In meetings with industry representatives, the White House, and U.S. senators, senior FBI officials argue the dramatic shift in communication from the telephone system to the Internet has made it far more difficult for agents to wiretap Americans suspected of illegal activities, CNET has learned.
The FBI general counsel’s office has drafted a proposed law that the bureau claims is the best solution: requiring that social-networking Web sites and providers of VoIP, instant messaging, and Web e-mail alter their code to ensure their products are wiretap-friendly. [...]
The FBI’s proposal would amend a 1994 law, called the Communications Assistance for Law Enforcement Act, or CALEA, that currently applies only to telecommunications providers, not Web companies. The Federal Communications Commission extended CALEA in 2004 to apply to broadband networks. [...]

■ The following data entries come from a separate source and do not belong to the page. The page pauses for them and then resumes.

//! CLI command implementations.

pub mod network;
pub mod run;
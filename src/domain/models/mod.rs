//! Domain models for the iterative search pipeline.

pub mod config;
pub mod round;
pub mod sequence_id_set;

pub use config::{
    Config, ConvergenceConfig, FilterConfig, InputConfig, LoggingConfig, OutputConfig,
    SearchConfig, ToolPaths,
};
pub use round::{RoundRecord, RoundResult, RunSummary, StopReason};
pub use sequence_id_set::SequenceIdSet;
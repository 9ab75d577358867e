use serde::{Deserialize, Serialize};
use std::path::PathBuf;

/// Main configuration structure for an iterative search run.
///
/// Built once (defaults, config file, environment, command line) and then
/// treated as immutable for the lifetime of the run.
#[derive(Debug, Clone, Default, Serialize, Deserialize)]
#[serde(rename_all = "snake_case")]
pub struct Config {
    /// Query and subject sequence files
    #[serde(default)]
    pub input: InputConfig,

    /// Output naming and location
    #[serde(default)]
    pub output: OutputConfig,

    /// Options passed through to the search engine
    #[serde(default)]
    pub search: SearchConfig,

    /// Stopping criteria for the round loop
    #[serde(default)]
    pub convergence: ConvergenceConfig,

    /// Paths to external executables
    #[serde(default)]
    pub tools: ToolPaths,

    /// Optional classification stage applied to each round's new hits
    #[serde(default)]
    pub filter: FilterConfig,

    /// Logging configuration
    #[serde(default)]
    pub logging: LoggingConfig,
}

/// Input sequence files
#[derive(Debug, Clone, Default, Serialize, Deserialize)]
#[serde(rename_all = "snake_case")]
pub struct InputConfig {
    /// FASTA file with the seed queries
    pub queries: Option<PathBuf>,

    /// FASTA file with the subject sequences to search
    pub subjects: Option<PathBuf>,
}

/// Output configuration
#[derive(Debug, Clone, Serialize, Deserialize)]
#[serde(rename_all = "snake_case")]
pub struct OutputConfig {
    /// Basename for every file the run writes
    #[serde(default = "default_basename")]
    pub basename: String,

    /// Directory holding `work/` and `hits/`
    #[serde(default = "default_outdir")]
    pub outdir: PathBuf,
}

fn default_basename() -> String {
    "search".to_string()
}

fn default_outdir() -> PathBuf {
    PathBuf::from(".")
}

impl Default for OutputConfig {
    fn default() -> Self {
        Self {
            basename: default_basename(),
            outdir: default_outdir(),
        }
    }
}

/// Search engine options
#[derive(Debug, Clone, Serialize, Deserialize)]
#[serde(rename_all = "snake_case")]
pub struct SearchConfig {
    /// Threads handed to the search engine and the filter
    #[serde(default = "default_threads")]
    pub threads: u32,

    /// Profile iterations inside a single search
    #[serde(default = "default_num_iterations")]
    pub num_iterations: u32,

    /// Search sensitivity
    #[serde(default = "default_sensitivity")]
    pub sensitivity: f64,

    /// Kill any external tool that runs longer than this (seconds)
    #[serde(default)]
    pub tool_timeout_secs: Option<u64>,
}

const fn default_threads() -> u32 {
    1
}

const fn default_num_iterations() -> u32 {
    2
}

const fn default_sensitivity() -> f64 {
    5.7
}

impl Default for SearchConfig {
    fn default() -> Self {
        Self {
            threads: default_threads(),
            num_iterations: default_num_iterations(),
            sensitivity: default_sensitivity(),
            tool_timeout_secs: None,
        }
    }
}

/// Round loop stopping criteria
#[derive(Debug, Clone, Serialize, Deserialize)]
#[serde(rename_all = "snake_case")]
pub struct ConvergenceConfig {
    /// Upper bound on the number of rounds
    #[serde(default = "default_max_rounds")]
    pub max_rounds: u32,

    /// Keep going only while a round adds more than this percentage of all hits
    #[serde(default = "default_min_percent_increase")]
    pub min_percent_increase: f64,
}

const fn default_max_rounds() -> u32 {
    10
}

const fn default_min_percent_increase() -> f64 {
    10.0
}

impl ConvergenceConfig {
    /// `min_percent_increase` as a fraction (10 -> 0.10).
    pub fn stop_fraction(&self) -> f64 {
        self.min_percent_increase / 100.0
    }
}

impl Default for ConvergenceConfig {
    fn default() -> Self {
        Self {
            max_rounds: default_max_rounds(),
            min_percent_increase: default_min_percent_increase(),
        }
    }
}

/// External executables
#[derive(Debug, Clone, Serialize, Deserialize)]
#[serde(rename_all = "snake_case")]
pub struct ToolPaths {
    #[serde(default = "default_mmseqs")]
    pub mmseqs: String,

    #[serde(default = "default_grep_ids")]
    pub grep_ids: String,

    #[serde(default = "default_anti_grep_ids")]
    pub anti_grep_ids: String,
}

fn default_mmseqs() -> String {
    "mmseqs".to_string()
}

fn default_grep_ids() -> String {
    "grep_ids".to_string()
}

fn default_anti_grep_ids() -> String {
    "anti_grep_ids".to_string()
}

impl Default for ToolPaths {
    fn default() -> Self {
        Self {
            mmseqs: default_mmseqs(),
            grep_ids: default_grep_ids(),
            anti_grep_ids: default_anti_grep_ids(),
        }
    }
}

/// Classification (PASV) filter stage
#[derive(Debug, Clone, Serialize, Deserialize)]
#[serde(rename_all = "snake_case")]
pub struct FilterConfig {
    /// Run each round's new hits through the classifier
    #[serde(default)]
    pub enabled: bool,

    /// Classifier executable
    #[serde(default = "default_filter_exe")]
    pub exe: String,

    /// Reference sequences for the classifier (required when enabled)
    #[serde(default)]
    pub refs: Option<PathBuf>,

    /// Start of the region of interest
    #[serde(default = "default_roi_start")]
    pub roi_start: u32,

    /// End of the region of interest
    #[serde(default = "default_roi_end")]
    pub roi_end: u32,

    /// Key residue positions
    #[serde(default = "default_key_positions")]
    pub key_positions: Vec<u32>,

    /// Label of the partition whose sequences are accepted
    #[serde(default = "default_accepted_partition")]
    pub accepted_partition: String,
}

fn default_filter_exe() -> String {
    "pasv".to_string()
}

const fn default_roi_start() -> u32 {
    437
}

const fn default_roi_end() -> u32 {
    625
}

fn default_key_positions() -> Vec<u32> {
    vec![437, 439, 441, 462]
}

fn default_accepted_partition() -> String {
    "NCEC_YES".to_string()
}

impl Default for FilterConfig {
    fn default() -> Self {
        Self {
            enabled: false,
            exe: default_filter_exe(),
            refs: None,
            roi_start: default_roi_start(),
            roi_end: default_roi_end(),
            key_positions: default_key_positions(),
            accepted_partition: default_accepted_partition(),
        }
    }
}

/// Logging configuration
#[derive(Debug, Clone, Serialize, Deserialize)]
#[serde(rename_all = "snake_case")]
pub struct LoggingConfig {
    /// Log level: trace, debug, info, warn, error
    #[serde(default = "default_log_level")]
    pub level: String,

    /// Log format: pretty, compact or json
    #[serde(default = "default_log_format")]
    pub format: String,

    /// Also write JSON logs to `<log_dir>/itersearch.log`
    #[serde(default)]
    pub log_dir: Option<PathBuf>,
}

fn default_log_level() -> String {
    "info".to_string()
}

fn default_log_format() -> String {
    "compact".to_string()
}

impl Default for LoggingConfig {
    fn default() -> Self {
        Self {
            level: default_log_level(),
            format: default_log_format(),
            log_dir: None,
        }
    }
}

A further expansion of CALEA is unlikely to be applauded by tech companies, their customers, or privacy groups. Apple (which distributes iChat and FaceTime) is currently lobbying on the topic, according to disclosure documents filed with Congress two weeks ago. Microsoft (which owns Skype and Hotmail) says its lobbyists are following the topic because it’s “an area of ongoing interest to us.” Google, Yahoo, and Facebook declined to comment. [...]
The Justice Department did not respond to a request for comment. An FCC representative referred questions to the Public Safety and Homeland Security Bureau, which declined to comment.